いつの時代に男性から替って婦人になったのか判らないが、この日に参集された一人の婦人が云うには、嫁入りしたころの昭和36年の直会は講中の家であったそうだ。

夏はヒヤムギを食べていた。

「すっごい、ご馳走で振舞われる講家で一日中過ごしていた」と話す。

今では拝殿内の直会。

お茶を飲んで下げた御供をよばれる。

この日の営みは婦人たちだけであるが、7月14日は子供もやってくるそうだ。

柿の葉寿司やオゼン(御膳)は20軒の各戸が供える。

営みを終えて下げてよばれていると話していたというだけに、是非とも訪問したいものだ。

(H26. 9.28 EOS40D撮影)

清水谷の講行事

2015年04月19日 09時33分44秒 | 高取町へ
写友人から伝えられた高取町の講行事。

電話で伝える場所は下子島にある郵便局より南下する地。

話しの状況から清水谷であると判断していた。

写友人がいうには大神宮さんにお供えをする講中は5月、9月、12月の3回に参っているようだと話していた。

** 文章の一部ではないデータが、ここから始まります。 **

//! Wire-format SSH public keys and signature verification.
//!
//! A public key blob is the SSH-encoded form carried in authentication
//! requests, authorized_keys entries, and KEXDH replies:
//!
//! ```text
//! string    key type name
//! ....      type-specific fields
//! ```
//!
//! The rewriter parses the downstream's blob to look it up in the
//! credential store and to verify the signature that arrived with it; the
//! backend signer's blob is re-marshaled from here when the request is
//! rewritten.

use ed25519_dalek::{Signature, Verifier, VerifyingKey};
use rsa::{BigUint, Pkcs1v15Sign, RsaPublicKey};
use sha1::Sha1;
use sha2::{Digest, Sha256, Sha512};
use strait_platform::{StraitError, StraitResult};

use crate::ssh::auth::{read_bytes, read_string, write_bytes, write_string};
use crate::ssh::kex_dh::encode_mpint;
use base64::Engine;
use bytes::BytesMut;

/// A parsed SSH public key.
#[derive(Debug, Clone, PartialEq, Eq)]
pub enum PublicKey {
    /// Ed25519 public key (32 bytes)
    Ed25519([u8; 32]),
    /// RSA public key
    Rsa {
        /// Public exponent
        e: Vec<u8>,
        /// Modulus
        n: Vec<u8>,
    },
    /// ECDSA public key on NIST P-256 (uncompressed SEC1 point)
    EcdsaP256(Vec<u8>),
}

impl PublicKey {
    /// Parses a key from its SSH wire blob.
    ///
    /// # Errors
    ///
    /// Returns [`StraitError::Protocol`] on truncation, an unknown key
    /// type, or malformed type-specific fields.
    pub fn from_wire(blob: &[u8]) -> StraitResult<Self> {
        let mut offset = 0;
        let key_type = read_string(blob, &mut offset)?;

        let key = match key_type.as_str() {
            "ssh-ed25519" => {
                let key_bytes = read_bytes(blob, &mut offset)?;
                if key_bytes.len() != 32 {
                    return Err(StraitError::Protocol(format!(
                        "Ed25519 public key must be 32 bytes, got {}",
                        key_bytes.len()
                    )));
                }
                let mut key = [0u8; 32];
                key.copy_from_slice(&key_bytes);
                PublicKey::Ed25519(key)
            }
            "ssh-rsa" => {
                let e = read_bytes(blob, &mut offset)?;
                let n = read_bytes(blob, &mut offset)?;
                PublicKey::Rsa { e, n }
            }
            "ecdsa-sha2-nistp256" => {
                let curve = read_string(blob, &mut offset)?;
                if curve != "nistp256" {
                    return Err(StraitError::Protocol(format!(
                        "Unexpected curve '{}' for ecdsa-sha2-nistp256",
                        curve
                    )));
                }
                let point = read_bytes(blob, &mut offset)?;
                PublicKey::EcdsaP256(point)
            }
            other => {
                return Err(StraitError::Protocol(format!(
                    "Unsupported public key type: '{}'",
                    other
                )))
            }
        };

        if offset != blob.len() {
            return Err(StraitError::Protocol(
                "trailing bytes in public key blob".to_string(),
            ));
        }

        Ok(key)
    }

    /// Returns the SSH wire blob for this key.
    pub fn to_wire(&self) -> Vec<u8> {
        let mut buf = BytesMut::new();

        match self {
            PublicKey::Ed25519(key) => {
                write_string(&mut buf, "ssh-ed25519");
                write_bytes(&mut buf, key);
            }
            PublicKey::Rsa { e, n } => {
                write_string(&mut buf, "ssh-rsa");
                buf.extend_from_slice(&encode_mpint(e));
                buf.extend_from_slice(&encode_mpint(n));
            }
            PublicKey::EcdsaP256(point) => {
                write_string(&mut buf, "ecdsa-sha2-nistp256");
                write_string(&mut buf, "nistp256");
                write_bytes(&mut buf, point);
            }
        }

        buf.to_vec()
    }

    /// Returns the canonical key type name.
    pub fn algorithm(&self) -> &'static str {
        match self {
            PublicKey::Ed25519(_) => "ssh-ed25519",
            PublicKey::Rsa { .. } => "ssh-rsa",
            PublicKey::EcdsaP256(_) => "ecdsa-sha2-nistp256",
        }
    }

    /// Verifies `signature` (the raw bytes from a signature blob) over
    /// `data`, interpreted under `sig_format`.
    ///
    /// A format that does not fit this key, a malformed signature, or a
    /// failed check all yield `Ok(false)`; the caller treats every one of
    /// them as an ordinary authentication refusal.
    pub fn verify(&self, sig_format: &str, data: &[u8], signature: &[u8]) -> StraitResult<bool> {
        match (self, sig_format) {
            (PublicKey::Ed25519(key), "ssh-ed25519") => {
                if signature.len() != 64 {
                    return Ok(false);
                }
                let verifying_key = match VerifyingKey::from_bytes(key) {
                    Ok(vk) => vk,
                    Err(_) => return Ok(false),
                };
                let mut sig_bytes = [0u8; 64];
                sig_bytes.copy_from_slice(signature);
                let sig = Signature::from_bytes(&sig_bytes);
                Ok(verifying_key.verify(data, &sig).is_ok())
            }
            (PublicKey::Rsa { e, n }, "rsa-sha2-256") => {
                Ok(rsa_verify(e, n, signature, Pkcs1v15Sign::new::<Sha256>(), &Sha256::digest(data)))
            }
            (PublicKey::Rsa { e, n }, "rsa-sha2-512") => {
                Ok(rsa_verify(e, n, signature, Pkcs1v15Sign::new::<Sha512>(), &Sha512::digest(data)))
            }
            (PublicKey::Rsa { e, n }, "ssh-rsa") => {
                Ok(rsa_verify(e, n, signature, Pkcs1v15Sign::new::<Sha1>(), &Sha1::digest(data)))
            }
            (PublicKey::EcdsaP256(point), "ecdsa-sha2-nistp256") => {
                Ok(ecdsa_p256_verify(point, data, signature))
            }
            _ => Ok(false),
        }
    }

    /// Returns the OpenSSH-style SHA-256 fingerprint of the wire blob.
    pub fn fingerprint_sha256(&self) -> String {
        fingerprint_sha256(&self.to_wire())
    }
}

/// Computes the OpenSSH-style SHA-256 fingerprint of a key blob.
pub fn fingerprint_sha256(key_blob: &[u8]) -> String {
    let hash = Sha256::digest(key_blob);
    format!(
        "SHA256:{}",
        base64::engine::general_purpose::STANDARD_NO_PAD.encode(hash)
    )
}

fn rsa_verify(e: &[u8], n: &[u8], signature: &[u8], scheme: Pkcs1v15Sign, hashed: &[u8]) -> bool {
    let key = match RsaPublicKey::new(BigUint::from_bytes_be(n), BigUint::from_bytes_be(e)) {
        Ok(key) => key,
        Err(_) => return false,
    };
    key.verify(scheme, hashed, signature).is_ok()
}

fn ecdsa_p256_verify(point: &[u8], data: &[u8], signature: &[u8]) -> bool {
    use p256::ecdsa::signature::Verifier as _;
    use p256::ecdsa::{Signature as P256Signature, VerifyingKey as P256VerifyingKey};

    let verifying_key = match P256VerifyingKey::from_sec1_bytes(point) {
        Ok(vk) => vk,
        Err(_) => return false,
    };

    // SSH ECDSA signatures carry (mpint r, mpint s).
    let (r, s) = match parse_ecdsa_scalars(signature) {
        Some(pair) => pair,
        None => return false,
    };

    let sig = match P256Signature::from_scalars(r, s) {
        Ok(sig) => sig,
        Err(_) => return false,
    };

    verifying_key.verify(data, &sig).is_ok()
}

/// Splits an SSH ECDSA signature body into fixed-width r and s scalars.
fn parse_ecdsa_scalars(signature: &[u8]) -> Option<([u8; 32], [u8; 32])> {
    let mut offset = 0;
    let r = read_bytes(signature, &mut offset).ok()?;
    let s = read_bytes(signature, &mut offset).ok()?;
    if offset != signature.len() {
        return None;
    }
    Some((mpint_to_fixed(&r)?, mpint_to_fixed(&s)?))
}

fn mpint_to_fixed(mpint: &[u8]) -> Option<[u8; 32]> {
    let trimmed: Vec<u8> = mpint.iter().skip_while(|&&b| b == 0).copied().collect();
    if trimmed.len() > 32 {
        return None;
    }
    let mut fixed = [0u8; 32];
    fixed[32 - trimmed.len()..].copy_from_slice(&trimmed);
    Some(fixed)
}

#[cfg(test)]
mod tests {
    use super::*;
    use crate::ssh::privatekey::PrivateKey;

    fn ed25519_key() -> (PrivateKey, PublicKey) {
        let private = PrivateKey::ed25519_from_seed([7u8; 32]);
        let public = private.public_key();
        (private, public)
    }

    #[test]
    fn test_ed25519_wire_round_trip() {
        let (_, public) = ed25519_key();
        let blob = public.to_wire();
        let parsed = PublicKey::from_wire(&blob).unwrap();
        assert_eq!(parsed, public);
        assert_eq!(parsed.algorithm(), "ssh-ed25519");
    }

    #[test]
    fn test_ed25519_verify() {
        let (private, public) = ed25519_key();
        let data = b"session-bound signature data";
        let signature = private.sign(data).unwrap();

        assert!(public.verify("ssh-ed25519", data, &signature).unwrap());
        assert!(!public.verify("ssh-ed25519", b"other data", &signature).unwrap());
    }

    #[test]
    fn test_verify_wrong_key_fails() {
        let (private, _) = ed25519_key();
        let other = PrivateKey::ed25519_from_seed([8u8; 32]).public_key();

        let data = b"data";
        let signature = private.sign(data).unwrap();
        assert!(!other.verify("ssh-ed25519", data, &signature).unwrap());
    }

    #[test]
    fn test_verify_format_mismatch_is_false_not_error() {
        let (private, public) = ed25519_key();
        let data = b"data";
        let signature = private.sign(data).unwrap();

        assert!(!public.verify("rsa-sha2-256", data, &signature).unwrap());
        assert!(!public.verify("ssh-dss", data, &signature).unwrap());
    }

    #[test]
    fn test_malformed_signature_is_false() {
        let (_, public) = ed25519_key();
        assert!(!public.verify("ssh-ed25519", b"data", &[1, 2, 3]).unwrap());
    }

    #[test]
    fn test_unknown_key_type_rejected() {
        let mut buf = BytesMut::new();
        write_string(&mut buf, "ssh-dss");
        write_bytes(&mut buf, &[1, 2, 3]);
        assert!(PublicKey::from_wire(&buf).is_err());
    }

    #[test]
    fn test_trailing_bytes_rejected() {
        let (_, public) = ed25519_key();
        let mut blob = public.to_wire();
        blob.push(0);
        assert!(PublicKey::from_wire(&blob).is_err());
    }

    #[test]
    fn test_fingerprint_format() {
        let (_, public) = ed25519_key();
        let fp = public.fingerprint_sha256();
        assert!(fp.starts_with("SHA256:"));
        assert!(fp.len() > 10);
    }

    #[test]
    fn test_mpint_to_fixed() {
        assert_eq!(mpint_to_fixed(&[0x01]).unwrap()[31], 0x01);
        assert_eq!(mpint_to_fixed(&[0x00, 0x80]).unwrap()[31], 0x80);
        assert!(mpint_to_fixed(&[0x01; 40]).is_none());
    }
}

講中は数軒。年寄り講は今にも消滅しそうだから早めに取材をしたらどうかという緊急情報であった。

そこでは庚申講もあったが30年前に中断されたが2軒で掛軸を廻しているともいう。

場所はあの辺りだろうと思って下見したこの日。

写友人が云うには街道を通り抜ければ小川の橋を渡って国道に出ると云っていた。

その街道は一方通行。

周囲は旧家と思われる民家が建ち並ぶ。

通りがかった民家の前で二人の婦人が立ち話をされていた。

立ち止まって講中の存在を尋ねた。

庚申講や大神宮の講中は知らないが、大神宮の石塔ならすぐ近くにあるという。

そこには八王子社もある。

婦人の一人は八王子講。

7月14日と9月28日には、そこで七巻の般若心経を唱えているというのだ。

以前は十五巻も唱えていたが、長丁場に声が出なくなったことから半分に短縮したという。

第一土曜日の10月4日は門屋に幕を貼って祭りごとをしている。

座敷奥に祭壇を組んで菅原道真公の掛軸を掲げて祝詞を奏上していると話す講の在り方にも興味をもった。

その婦人は古宮講。

もう一人の婦人は元宮講。

それぞれの講中によって祭り方は異なるようだ。

清水谷の講中は古宮講、元宮講以外に中宮講ともう一つがあるらしい。

その日は街道をだんじりが通り抜けて一方通行も封鎖されるらしい。

そうして近くにあった八王子社に向かった。

こん盛りした塚のような八王子社のご神木はフジの木とカシの木。

注連縄を掛けている。

婦人の旦那さんが手で結った注連縄を大晦日に掛けるという八王子社の燈籠に「宝暦二年(1752)三月日」と思える刻印があった。

その左手に建つのが大神宮である。

写真を撮っていたら古宮講の婦人がもう一人の婦人を連れてきた。

その婦人は明神講。

講元の當家にあたっているようだ。

話しによれば、大神宮は、時期は未定だが氏神さんが鎮座する場に移すことになったという。

氏神さんへ参るには急な参道を登らなければならない。

年寄りでは無理があるから、階段下に移すと話していた。

神社名は「たかお」。

充てる漢字は高生であったが、この日はこれまでとした。